Magnesium Deficiency: A Public Health Crisis

In January 2018, James J DiNicolantonio and peers published Subclinical magnesium deficiency: a principal driver of cardiovascular disease and a public health crisis in the journal, Open Heart.

If you’ve ever wondered what’s behind the claims that most of us are low in magnesium, this review will erase any doubt. It covers findings from 233 published scientific articles on magnesium for human health.

But it’s a heavy piece of research, which is why we summarize the key findings for you here. Read on to learn the science-backed case for magnesium supplementation.

What We Know For Sure About Magnesium Deficiency

1. Most Magnesium Deficiency is Un-Diagnosed

99% of our total body magnesium is “intracellular” — that means, inside cells.

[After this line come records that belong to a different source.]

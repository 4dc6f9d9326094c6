//! Topic extraction from alert titles.
//!
//! Unlike classification, topics are not exclusive: a title yields every
//! topic whose keyword list it matches, possibly none. The vocabulary order
//! below is fixed and doubles as the canonical ordering for co-occurrence
//! keys and chart coordinates.

use crate::keywords::{MatchMode, contains_any, word_pattern};
use once_cell::sync::Lazy;
use regex::Regex;
use serde::{Deserialize, Serialize};
use std::collections::BTreeSet;
use std::fmt;
use tracing::error;

/// Closed topic vocabulary. Declaration order is the canonical order.
#[derive(Debug, Clone, Copy, PartialEq, Eq, PartialOrd, Ord, Hash, Serialize, Deserialize)]
pub enum Topic {
    Gas,
    Renewable,
    Chemical,
    Electric,
    Malaysia,
    International,
}

impl Topic {
    /// All topics in vocabulary order.
    pub const ALL: [Topic; 6] = [
        Topic::Gas,
        Topic::Renewable,
        Topic::Chemical,
        Topic::Electric,
        Topic::Malaysia,
        Topic::International,
    ];

    /// Position in the vocabulary, used as a chart axis coordinate.
    pub fn index(self) -> usize {
        self as usize
    }

    pub fn name(self) -> &'static str {
        match self {
            Topic::Gas => "Gas",
            Topic::Renewable => "Renewable",
            Topic::Chemical => "Chemical",
            Topic::Electric => "Electric",
            Topic::Malaysia => "Malaysia",
            Topic::International => "International",
        }
    }

    /// Keywords that signal this topic.
    pub fn keywords(self) -> &'static [&'static str] {
        match self {
            Topic::Gas => &["gas", "lng", "pipeline", "upstream"],
            Topic::Renewable => &["solar", "hydrogen", "green", "renewable"],
            Topic::Chemical => &["chemical", "polymer", "butac"],
            Topic::Electric => &["ev", "electric", "e-bike"],
            Topic::Malaysia => &["malaysia", "malaysian"],
            Topic::International => &["brazil", "australia", "georgia"],
        }
    }
}

impl fmt::Display for Topic {
    fn fmt(&self, f: &mut fmt::Formatter<'_>) -> fmt::Result {
        f.write_str(self.name())
    }
}

static WORD_TOPICS: Lazy<Vec<(Topic, Regex)>> = Lazy::new(|| {
    Topic::ALL
        .into_iter()
        .filter_map(|topic| match word_pattern(topic.keywords()) {
            Ok(re) => Some((topic, re)),
            Err(e) => {
                error!(%topic, error = %e, "Skipping topic pattern that failed to compile");
                None
            }
        })
        .collect()
});

/// Topics mentioned by a title. The returned set iterates in vocabulary order.
pub fn topics_of(title: &str, mode: MatchMode) -> BTreeSet<Topic> {
    let lower = title.to_lowercase();
    match mode {
        MatchMode::Substring => Topic::ALL
            .into_iter()
            .filter(|topic| contains_any(&lower, topic.keywords()))
            .collect(),
        MatchMode::Word => WORD_TOPICS
            .iter()
            .filter(|(_, re)| re.is_match(&lower))
            .map(|(topic, _)| *topic)
            .collect(),
    }
}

That means measuring magnesium levels by the common method, via blood serum, doesn’t give us an accurate read.

Most people have sub-clinical (or “silent”) magnesium deficiency, which means they may never be diagnosed but are still at risk. Sub-clinical deficiencies predispose us to multiple chronic diseases.

2. There are Multiple Risks of Magnesium Deficiency

We become magnesium deficient for many reasons, including chronic disease, use of medications, decreases in food crop magnesium contents, and over consumption of refined and processed foods.

The review authors state in no uncertain terms: “the vast majority of people in modern societies are at risk for magnesium deficiency.

3. Magnesium Deficiency is a Health Crisis

Sub-clinical magnesium deficiency (again, un-diagnosed but still serious) increases the risk of numerous types of cardiovascular disease, the focus of this review.

The authors argue that widespread magnesium deficiency is behind “incalculable” costs to our healthcare systems and human suffering. It should be considered a public health crisis.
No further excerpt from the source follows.